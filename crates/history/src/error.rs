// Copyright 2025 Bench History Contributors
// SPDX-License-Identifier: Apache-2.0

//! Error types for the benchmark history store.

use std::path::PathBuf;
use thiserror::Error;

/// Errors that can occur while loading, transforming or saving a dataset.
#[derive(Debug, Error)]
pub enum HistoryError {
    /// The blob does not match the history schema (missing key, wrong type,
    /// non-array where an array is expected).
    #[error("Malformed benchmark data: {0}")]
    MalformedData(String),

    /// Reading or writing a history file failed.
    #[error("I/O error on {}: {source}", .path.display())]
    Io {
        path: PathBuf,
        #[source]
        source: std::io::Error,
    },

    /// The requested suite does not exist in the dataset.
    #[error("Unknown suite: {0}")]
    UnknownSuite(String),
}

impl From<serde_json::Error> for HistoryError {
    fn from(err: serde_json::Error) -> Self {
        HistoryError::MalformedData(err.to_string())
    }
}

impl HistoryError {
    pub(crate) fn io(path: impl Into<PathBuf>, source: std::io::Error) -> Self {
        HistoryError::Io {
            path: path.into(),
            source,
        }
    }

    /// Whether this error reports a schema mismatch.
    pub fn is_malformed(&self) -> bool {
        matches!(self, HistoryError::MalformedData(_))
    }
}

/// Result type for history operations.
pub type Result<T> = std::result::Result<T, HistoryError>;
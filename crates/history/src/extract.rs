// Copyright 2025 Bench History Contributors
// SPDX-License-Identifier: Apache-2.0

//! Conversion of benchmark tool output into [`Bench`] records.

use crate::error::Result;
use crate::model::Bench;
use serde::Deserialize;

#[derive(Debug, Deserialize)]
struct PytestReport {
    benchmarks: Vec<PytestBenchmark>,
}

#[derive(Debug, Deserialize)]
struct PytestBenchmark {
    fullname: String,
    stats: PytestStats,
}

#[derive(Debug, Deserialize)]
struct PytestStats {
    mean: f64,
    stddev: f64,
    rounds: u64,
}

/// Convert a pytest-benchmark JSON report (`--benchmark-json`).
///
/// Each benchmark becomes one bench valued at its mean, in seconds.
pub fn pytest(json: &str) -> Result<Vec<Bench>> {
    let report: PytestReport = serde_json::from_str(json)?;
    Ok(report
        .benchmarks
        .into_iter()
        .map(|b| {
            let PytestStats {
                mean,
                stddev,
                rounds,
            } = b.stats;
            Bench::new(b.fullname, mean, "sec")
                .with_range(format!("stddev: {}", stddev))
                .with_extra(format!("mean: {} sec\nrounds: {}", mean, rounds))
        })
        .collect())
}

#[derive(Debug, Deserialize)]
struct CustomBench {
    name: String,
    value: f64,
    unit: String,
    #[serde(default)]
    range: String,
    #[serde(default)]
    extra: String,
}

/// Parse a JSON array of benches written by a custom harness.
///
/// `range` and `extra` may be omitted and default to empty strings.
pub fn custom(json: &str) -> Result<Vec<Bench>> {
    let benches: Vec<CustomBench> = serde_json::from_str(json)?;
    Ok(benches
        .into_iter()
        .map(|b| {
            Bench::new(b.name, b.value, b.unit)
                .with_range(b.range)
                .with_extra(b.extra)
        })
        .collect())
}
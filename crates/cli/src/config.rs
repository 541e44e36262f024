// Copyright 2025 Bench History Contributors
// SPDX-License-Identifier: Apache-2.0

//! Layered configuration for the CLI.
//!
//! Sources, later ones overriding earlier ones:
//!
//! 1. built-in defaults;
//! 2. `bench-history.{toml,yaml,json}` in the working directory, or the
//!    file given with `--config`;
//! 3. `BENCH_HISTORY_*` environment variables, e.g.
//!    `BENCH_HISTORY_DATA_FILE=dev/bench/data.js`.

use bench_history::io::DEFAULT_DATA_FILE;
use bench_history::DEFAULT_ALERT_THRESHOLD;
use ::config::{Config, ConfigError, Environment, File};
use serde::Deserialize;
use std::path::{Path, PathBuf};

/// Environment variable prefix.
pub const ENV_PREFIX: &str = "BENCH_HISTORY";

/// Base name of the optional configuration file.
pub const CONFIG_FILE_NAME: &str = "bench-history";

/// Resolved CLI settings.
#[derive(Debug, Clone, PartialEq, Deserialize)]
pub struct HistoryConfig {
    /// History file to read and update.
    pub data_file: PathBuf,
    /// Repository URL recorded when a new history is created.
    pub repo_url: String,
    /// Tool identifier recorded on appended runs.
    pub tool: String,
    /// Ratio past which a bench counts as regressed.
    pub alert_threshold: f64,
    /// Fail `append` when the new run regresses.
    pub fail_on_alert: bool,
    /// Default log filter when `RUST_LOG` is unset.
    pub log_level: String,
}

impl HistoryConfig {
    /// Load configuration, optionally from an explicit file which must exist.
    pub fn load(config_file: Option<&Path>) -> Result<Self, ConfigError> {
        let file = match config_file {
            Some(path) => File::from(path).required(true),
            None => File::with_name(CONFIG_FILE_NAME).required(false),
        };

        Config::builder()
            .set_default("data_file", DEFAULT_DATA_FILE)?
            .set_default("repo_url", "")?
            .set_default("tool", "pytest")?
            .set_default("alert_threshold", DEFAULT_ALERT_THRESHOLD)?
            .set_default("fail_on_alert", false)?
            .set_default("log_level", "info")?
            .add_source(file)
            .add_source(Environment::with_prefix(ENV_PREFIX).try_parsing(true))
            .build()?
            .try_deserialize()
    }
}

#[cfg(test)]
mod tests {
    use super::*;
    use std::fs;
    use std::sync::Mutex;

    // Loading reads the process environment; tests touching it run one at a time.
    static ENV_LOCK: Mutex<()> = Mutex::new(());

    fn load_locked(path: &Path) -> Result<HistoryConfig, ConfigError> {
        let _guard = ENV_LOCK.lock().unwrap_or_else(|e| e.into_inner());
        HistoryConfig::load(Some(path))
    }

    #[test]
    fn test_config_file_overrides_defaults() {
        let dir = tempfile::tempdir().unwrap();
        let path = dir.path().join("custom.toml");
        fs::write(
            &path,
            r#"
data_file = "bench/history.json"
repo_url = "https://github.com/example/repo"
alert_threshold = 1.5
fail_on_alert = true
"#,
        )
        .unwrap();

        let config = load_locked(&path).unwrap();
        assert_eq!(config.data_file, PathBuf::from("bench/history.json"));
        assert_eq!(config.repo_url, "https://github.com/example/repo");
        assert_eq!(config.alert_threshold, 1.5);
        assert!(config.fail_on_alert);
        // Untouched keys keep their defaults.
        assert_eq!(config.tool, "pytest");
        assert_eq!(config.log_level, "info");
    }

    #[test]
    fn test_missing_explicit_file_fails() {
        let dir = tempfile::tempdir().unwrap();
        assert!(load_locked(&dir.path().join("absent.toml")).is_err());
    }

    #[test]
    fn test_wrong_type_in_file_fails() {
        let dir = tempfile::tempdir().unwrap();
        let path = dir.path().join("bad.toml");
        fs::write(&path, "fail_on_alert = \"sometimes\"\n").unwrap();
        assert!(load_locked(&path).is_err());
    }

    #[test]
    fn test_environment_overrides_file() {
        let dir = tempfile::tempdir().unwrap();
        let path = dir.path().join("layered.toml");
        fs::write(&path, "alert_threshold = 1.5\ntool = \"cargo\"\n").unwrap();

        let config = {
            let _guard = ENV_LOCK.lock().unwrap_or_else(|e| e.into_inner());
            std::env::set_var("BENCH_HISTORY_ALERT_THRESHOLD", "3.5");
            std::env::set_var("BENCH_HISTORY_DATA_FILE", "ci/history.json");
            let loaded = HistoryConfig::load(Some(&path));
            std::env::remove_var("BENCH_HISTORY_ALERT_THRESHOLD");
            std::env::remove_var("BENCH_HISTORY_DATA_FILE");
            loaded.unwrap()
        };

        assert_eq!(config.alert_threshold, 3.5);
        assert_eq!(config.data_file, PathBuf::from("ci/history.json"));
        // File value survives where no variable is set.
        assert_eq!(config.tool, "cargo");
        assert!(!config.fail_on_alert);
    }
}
--------
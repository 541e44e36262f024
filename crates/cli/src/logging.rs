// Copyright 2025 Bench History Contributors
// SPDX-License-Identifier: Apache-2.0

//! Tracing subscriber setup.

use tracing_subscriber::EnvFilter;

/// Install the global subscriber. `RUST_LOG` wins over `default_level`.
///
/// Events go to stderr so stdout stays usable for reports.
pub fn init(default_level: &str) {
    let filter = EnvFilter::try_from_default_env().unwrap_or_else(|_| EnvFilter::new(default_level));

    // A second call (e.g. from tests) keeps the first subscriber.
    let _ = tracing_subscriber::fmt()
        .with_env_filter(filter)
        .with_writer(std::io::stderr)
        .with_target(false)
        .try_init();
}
--------
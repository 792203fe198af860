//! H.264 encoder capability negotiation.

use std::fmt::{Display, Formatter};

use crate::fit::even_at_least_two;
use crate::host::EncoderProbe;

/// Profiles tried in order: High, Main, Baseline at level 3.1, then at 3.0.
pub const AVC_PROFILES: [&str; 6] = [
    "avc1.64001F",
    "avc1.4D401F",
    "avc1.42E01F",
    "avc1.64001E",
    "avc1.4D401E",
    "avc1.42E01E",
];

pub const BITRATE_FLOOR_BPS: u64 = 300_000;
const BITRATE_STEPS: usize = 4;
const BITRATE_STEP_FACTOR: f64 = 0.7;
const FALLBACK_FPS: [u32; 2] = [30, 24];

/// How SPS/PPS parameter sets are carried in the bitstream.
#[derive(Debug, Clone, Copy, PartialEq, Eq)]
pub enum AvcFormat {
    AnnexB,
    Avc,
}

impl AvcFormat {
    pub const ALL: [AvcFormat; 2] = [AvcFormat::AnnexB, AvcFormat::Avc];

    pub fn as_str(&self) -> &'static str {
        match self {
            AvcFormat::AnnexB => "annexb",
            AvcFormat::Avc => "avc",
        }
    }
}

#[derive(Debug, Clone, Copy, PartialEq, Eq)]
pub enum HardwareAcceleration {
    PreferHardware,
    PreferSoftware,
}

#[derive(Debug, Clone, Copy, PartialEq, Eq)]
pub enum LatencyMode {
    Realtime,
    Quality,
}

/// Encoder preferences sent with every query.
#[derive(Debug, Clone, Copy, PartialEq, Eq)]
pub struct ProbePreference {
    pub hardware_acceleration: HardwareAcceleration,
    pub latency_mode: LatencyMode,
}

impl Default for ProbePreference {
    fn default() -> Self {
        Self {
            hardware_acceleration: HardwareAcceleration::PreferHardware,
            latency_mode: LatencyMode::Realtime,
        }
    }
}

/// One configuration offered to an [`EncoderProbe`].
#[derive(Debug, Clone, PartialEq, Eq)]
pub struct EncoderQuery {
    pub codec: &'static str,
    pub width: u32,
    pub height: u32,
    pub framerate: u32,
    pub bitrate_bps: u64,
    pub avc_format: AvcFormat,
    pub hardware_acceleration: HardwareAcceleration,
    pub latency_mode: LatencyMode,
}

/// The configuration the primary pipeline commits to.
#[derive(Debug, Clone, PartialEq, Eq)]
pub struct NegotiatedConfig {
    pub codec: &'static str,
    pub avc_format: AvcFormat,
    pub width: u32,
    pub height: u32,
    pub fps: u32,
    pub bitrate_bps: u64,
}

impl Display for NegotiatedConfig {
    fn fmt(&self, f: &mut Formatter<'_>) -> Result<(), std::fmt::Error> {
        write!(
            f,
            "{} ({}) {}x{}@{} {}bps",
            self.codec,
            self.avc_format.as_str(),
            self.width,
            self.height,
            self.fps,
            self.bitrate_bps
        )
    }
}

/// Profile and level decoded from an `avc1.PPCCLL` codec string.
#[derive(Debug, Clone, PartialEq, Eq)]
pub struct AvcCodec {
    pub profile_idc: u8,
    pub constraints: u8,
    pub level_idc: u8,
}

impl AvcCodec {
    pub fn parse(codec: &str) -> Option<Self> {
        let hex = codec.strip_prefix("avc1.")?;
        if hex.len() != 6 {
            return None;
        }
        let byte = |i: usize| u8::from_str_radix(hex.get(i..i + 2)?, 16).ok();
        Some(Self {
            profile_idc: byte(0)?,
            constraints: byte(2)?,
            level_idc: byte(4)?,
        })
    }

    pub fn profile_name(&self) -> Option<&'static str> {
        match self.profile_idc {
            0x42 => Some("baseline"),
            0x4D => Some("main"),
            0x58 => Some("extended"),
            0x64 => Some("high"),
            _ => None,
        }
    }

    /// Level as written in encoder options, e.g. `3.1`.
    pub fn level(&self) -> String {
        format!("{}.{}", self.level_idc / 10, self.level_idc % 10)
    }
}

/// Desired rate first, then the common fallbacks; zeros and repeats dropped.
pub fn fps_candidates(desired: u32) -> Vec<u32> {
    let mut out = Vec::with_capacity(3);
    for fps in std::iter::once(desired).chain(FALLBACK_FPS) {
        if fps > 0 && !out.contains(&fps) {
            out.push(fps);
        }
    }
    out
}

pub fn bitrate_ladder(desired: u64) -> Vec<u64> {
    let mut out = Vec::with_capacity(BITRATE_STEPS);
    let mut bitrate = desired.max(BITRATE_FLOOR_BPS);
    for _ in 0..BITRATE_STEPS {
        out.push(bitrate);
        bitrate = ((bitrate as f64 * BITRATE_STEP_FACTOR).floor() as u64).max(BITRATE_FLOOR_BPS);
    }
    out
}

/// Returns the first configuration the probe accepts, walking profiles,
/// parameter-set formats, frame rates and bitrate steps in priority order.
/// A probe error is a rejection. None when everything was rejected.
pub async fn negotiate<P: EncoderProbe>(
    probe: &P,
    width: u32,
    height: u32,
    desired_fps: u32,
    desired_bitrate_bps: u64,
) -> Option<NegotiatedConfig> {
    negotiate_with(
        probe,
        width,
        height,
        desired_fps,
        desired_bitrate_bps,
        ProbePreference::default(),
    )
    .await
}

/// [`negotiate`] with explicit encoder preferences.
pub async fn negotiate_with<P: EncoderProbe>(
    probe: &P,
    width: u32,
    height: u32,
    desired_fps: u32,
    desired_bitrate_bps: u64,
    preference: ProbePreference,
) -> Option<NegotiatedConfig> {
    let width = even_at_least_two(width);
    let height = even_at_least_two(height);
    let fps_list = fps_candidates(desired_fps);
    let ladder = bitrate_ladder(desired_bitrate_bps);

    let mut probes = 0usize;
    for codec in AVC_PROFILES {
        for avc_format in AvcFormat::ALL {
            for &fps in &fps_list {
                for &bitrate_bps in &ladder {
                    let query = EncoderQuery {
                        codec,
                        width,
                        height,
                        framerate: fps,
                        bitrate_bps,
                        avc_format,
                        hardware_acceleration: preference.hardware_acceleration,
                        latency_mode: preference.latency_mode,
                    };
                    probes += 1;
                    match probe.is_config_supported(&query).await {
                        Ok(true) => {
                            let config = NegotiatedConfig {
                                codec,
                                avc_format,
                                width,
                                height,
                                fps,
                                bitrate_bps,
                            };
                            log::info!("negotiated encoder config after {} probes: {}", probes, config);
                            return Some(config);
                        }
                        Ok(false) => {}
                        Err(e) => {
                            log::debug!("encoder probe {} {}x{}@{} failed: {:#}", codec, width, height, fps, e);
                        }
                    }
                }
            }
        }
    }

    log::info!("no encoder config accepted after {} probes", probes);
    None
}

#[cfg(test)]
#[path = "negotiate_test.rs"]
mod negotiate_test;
--------
Read the entries above, then pull out the lines that include "preferences".

/// Encoder preferences sent with every query.
/// [`negotiate`] with explicit encoder preferences.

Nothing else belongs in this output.